Material supplied below:

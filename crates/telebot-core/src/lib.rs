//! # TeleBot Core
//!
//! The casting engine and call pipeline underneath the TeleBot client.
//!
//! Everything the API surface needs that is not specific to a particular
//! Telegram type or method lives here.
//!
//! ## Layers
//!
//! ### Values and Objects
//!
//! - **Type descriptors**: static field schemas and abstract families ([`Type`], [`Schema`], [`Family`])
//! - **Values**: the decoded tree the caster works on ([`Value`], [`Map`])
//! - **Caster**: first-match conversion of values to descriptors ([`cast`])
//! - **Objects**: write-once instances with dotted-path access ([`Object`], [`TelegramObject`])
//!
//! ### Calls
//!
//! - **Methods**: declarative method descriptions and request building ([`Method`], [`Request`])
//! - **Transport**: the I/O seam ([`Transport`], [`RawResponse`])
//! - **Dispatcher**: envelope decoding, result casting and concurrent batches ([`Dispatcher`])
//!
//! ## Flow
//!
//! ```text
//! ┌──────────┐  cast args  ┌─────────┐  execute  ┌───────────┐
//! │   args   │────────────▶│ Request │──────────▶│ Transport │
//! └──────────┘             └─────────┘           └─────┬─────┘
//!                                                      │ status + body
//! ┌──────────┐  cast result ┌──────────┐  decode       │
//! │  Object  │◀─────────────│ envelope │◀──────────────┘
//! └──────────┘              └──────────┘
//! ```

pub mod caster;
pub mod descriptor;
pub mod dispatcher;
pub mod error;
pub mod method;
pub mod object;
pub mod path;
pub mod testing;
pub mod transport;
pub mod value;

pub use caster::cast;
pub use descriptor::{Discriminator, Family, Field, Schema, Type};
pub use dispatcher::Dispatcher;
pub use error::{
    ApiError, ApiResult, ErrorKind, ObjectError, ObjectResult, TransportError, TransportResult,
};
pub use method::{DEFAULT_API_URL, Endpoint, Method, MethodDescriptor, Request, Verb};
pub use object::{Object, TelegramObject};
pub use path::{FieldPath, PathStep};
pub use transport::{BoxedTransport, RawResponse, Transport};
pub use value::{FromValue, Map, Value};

End of Material supplied.
Material supplied below:

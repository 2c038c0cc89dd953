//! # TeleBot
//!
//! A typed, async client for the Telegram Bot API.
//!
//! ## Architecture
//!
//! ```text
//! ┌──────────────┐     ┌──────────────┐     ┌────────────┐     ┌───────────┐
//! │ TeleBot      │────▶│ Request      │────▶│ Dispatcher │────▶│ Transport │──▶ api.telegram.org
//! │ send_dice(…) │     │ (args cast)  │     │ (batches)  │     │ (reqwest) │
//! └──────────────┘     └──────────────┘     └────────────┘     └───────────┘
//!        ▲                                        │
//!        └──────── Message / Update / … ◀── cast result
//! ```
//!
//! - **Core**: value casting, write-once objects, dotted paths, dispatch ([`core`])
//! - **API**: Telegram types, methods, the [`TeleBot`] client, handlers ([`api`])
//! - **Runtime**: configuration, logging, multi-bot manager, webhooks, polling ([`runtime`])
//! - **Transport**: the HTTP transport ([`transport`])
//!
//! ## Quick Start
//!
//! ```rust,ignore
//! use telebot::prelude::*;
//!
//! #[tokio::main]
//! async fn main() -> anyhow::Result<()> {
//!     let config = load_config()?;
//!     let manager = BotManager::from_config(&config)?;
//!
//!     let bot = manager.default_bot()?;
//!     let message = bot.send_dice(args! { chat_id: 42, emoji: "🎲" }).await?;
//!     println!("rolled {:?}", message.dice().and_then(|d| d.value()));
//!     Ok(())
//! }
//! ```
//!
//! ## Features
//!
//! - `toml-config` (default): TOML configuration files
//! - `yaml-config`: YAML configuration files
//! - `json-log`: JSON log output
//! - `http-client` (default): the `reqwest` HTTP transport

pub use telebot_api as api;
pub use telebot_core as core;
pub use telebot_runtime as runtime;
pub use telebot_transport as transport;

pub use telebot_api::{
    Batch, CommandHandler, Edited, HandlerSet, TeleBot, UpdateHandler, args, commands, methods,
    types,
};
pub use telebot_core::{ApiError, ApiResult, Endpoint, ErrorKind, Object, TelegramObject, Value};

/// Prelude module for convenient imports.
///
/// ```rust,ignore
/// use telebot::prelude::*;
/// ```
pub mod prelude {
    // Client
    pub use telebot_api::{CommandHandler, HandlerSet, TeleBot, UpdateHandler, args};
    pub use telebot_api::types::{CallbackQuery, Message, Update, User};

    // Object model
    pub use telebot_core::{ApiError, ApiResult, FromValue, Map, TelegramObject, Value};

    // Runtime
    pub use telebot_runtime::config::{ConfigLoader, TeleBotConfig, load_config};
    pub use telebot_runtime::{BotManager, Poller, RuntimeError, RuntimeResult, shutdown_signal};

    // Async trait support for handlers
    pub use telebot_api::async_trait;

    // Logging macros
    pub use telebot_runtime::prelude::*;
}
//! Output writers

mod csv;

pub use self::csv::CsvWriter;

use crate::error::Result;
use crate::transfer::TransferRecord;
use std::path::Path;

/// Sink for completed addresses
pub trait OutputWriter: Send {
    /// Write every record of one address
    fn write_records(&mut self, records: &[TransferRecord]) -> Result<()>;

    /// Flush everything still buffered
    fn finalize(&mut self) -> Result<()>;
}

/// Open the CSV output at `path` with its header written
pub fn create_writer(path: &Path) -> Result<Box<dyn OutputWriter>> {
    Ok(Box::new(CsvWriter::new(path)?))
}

End of Material supplied.
Material supplied below:

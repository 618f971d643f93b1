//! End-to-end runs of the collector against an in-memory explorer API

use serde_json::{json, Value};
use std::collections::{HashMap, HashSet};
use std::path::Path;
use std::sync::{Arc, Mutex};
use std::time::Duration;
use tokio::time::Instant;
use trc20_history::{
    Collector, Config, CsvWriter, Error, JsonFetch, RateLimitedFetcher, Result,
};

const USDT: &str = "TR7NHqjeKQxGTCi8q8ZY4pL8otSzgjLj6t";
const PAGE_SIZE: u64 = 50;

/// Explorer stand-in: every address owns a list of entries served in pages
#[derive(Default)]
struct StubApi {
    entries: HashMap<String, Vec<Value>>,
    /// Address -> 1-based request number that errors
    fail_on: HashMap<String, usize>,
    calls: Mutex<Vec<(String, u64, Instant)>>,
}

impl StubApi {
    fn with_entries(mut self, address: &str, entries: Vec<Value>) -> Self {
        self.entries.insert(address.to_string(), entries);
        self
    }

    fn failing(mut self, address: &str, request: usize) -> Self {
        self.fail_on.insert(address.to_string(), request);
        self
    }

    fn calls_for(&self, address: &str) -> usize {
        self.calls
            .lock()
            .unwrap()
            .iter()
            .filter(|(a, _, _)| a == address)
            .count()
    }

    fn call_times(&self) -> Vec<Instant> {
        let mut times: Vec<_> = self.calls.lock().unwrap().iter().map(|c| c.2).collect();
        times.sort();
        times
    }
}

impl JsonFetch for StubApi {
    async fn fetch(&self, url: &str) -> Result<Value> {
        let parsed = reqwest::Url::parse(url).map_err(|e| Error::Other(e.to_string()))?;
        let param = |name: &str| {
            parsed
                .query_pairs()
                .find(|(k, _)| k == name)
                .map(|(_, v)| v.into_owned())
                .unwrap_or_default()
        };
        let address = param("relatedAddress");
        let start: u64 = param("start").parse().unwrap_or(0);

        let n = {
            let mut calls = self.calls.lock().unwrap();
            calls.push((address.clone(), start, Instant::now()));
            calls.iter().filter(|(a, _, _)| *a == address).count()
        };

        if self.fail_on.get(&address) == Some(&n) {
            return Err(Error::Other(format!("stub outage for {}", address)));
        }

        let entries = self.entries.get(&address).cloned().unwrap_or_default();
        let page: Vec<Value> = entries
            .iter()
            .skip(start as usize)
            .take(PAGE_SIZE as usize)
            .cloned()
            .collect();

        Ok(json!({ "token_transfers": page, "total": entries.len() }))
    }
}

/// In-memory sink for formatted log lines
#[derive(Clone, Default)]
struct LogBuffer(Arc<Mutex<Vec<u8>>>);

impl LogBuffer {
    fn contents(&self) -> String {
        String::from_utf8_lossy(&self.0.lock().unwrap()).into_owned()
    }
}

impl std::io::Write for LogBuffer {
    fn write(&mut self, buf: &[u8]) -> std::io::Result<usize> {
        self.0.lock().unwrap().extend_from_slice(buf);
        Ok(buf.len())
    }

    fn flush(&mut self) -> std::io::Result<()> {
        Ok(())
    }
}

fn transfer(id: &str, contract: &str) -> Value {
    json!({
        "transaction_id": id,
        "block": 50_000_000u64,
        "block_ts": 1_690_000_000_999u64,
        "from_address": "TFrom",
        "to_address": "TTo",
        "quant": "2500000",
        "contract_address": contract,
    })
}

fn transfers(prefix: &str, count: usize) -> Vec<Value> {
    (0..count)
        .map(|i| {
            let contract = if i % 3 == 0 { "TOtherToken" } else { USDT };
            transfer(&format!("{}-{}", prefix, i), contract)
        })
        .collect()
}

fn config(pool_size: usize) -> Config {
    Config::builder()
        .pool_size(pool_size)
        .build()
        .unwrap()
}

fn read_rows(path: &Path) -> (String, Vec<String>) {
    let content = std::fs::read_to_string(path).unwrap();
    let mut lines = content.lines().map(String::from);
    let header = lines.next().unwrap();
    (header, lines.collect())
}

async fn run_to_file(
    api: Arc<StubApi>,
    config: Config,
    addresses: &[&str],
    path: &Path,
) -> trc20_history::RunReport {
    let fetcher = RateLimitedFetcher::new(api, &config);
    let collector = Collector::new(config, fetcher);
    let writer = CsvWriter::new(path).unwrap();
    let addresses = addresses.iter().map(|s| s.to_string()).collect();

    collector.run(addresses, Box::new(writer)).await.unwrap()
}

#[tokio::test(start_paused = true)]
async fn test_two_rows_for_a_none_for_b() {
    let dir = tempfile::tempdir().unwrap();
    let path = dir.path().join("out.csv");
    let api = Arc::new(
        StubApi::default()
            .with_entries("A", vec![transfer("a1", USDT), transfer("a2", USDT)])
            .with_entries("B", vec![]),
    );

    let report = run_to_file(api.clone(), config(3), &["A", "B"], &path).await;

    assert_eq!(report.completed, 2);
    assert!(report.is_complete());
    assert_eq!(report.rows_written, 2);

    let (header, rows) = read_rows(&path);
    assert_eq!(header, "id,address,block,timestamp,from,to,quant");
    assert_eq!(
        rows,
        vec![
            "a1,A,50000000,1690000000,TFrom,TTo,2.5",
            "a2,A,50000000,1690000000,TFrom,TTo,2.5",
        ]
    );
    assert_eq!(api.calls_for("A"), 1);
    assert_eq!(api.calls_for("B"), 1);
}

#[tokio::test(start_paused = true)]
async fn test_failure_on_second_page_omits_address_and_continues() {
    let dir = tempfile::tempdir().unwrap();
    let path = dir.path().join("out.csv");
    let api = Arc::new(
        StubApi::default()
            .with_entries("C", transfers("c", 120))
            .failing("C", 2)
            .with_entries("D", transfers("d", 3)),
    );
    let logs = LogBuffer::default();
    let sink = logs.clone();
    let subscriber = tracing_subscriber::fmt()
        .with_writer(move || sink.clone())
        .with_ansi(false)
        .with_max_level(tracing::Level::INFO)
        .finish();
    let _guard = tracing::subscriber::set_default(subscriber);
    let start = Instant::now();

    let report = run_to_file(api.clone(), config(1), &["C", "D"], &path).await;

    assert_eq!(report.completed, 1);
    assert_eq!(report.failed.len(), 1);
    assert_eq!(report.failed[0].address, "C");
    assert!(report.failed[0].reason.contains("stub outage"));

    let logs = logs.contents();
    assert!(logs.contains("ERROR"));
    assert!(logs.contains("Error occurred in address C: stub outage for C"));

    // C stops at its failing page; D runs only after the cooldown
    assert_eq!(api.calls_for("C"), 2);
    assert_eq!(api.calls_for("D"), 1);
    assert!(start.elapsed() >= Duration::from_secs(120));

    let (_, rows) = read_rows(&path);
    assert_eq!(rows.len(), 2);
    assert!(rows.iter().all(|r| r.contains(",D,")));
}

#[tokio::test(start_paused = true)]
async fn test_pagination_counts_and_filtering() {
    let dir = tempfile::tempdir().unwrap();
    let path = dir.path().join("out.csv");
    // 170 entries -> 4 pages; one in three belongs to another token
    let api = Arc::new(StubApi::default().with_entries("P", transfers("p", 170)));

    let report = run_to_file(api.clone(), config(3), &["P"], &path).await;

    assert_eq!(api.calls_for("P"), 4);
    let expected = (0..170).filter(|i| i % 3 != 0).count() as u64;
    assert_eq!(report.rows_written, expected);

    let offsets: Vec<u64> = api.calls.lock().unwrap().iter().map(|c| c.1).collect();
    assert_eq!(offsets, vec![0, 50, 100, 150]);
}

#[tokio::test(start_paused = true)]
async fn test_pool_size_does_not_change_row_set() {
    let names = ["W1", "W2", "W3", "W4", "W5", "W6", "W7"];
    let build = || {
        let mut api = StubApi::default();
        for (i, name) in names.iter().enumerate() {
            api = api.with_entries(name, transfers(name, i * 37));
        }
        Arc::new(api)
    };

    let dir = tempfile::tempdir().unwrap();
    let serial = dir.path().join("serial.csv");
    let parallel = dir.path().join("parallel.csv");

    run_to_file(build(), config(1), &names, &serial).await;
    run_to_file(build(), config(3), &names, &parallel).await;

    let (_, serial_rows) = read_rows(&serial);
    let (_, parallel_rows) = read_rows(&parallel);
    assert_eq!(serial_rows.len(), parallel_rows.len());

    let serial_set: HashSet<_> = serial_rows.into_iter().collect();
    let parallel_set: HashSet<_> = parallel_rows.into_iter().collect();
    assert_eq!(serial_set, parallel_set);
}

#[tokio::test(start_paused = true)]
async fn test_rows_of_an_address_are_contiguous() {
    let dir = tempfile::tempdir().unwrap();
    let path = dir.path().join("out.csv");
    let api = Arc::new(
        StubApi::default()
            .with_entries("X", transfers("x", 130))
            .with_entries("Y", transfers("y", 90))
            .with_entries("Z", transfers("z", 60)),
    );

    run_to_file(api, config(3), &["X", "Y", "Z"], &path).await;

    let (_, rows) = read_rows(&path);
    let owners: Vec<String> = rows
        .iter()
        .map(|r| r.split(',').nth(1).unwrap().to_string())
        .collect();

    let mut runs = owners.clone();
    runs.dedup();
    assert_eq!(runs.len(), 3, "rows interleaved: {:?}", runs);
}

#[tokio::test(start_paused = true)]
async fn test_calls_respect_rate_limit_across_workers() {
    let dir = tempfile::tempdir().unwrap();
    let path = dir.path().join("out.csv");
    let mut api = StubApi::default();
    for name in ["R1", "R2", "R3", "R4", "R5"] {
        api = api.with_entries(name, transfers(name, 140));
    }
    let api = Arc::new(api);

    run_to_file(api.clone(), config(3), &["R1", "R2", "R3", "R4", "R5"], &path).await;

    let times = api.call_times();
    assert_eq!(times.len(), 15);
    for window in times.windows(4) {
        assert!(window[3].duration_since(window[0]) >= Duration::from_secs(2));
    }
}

End of Material supplied.

**Action item**
Lines holding the word "BotManager" are the answer; copy each one from the records above.

**Result for this exercise**
//!     let manager = BotManager::from_config(&config)?;
    pub use telebot_runtime::{BotManager, Poller, RuntimeError, RuntimeResult, shutdown_signal};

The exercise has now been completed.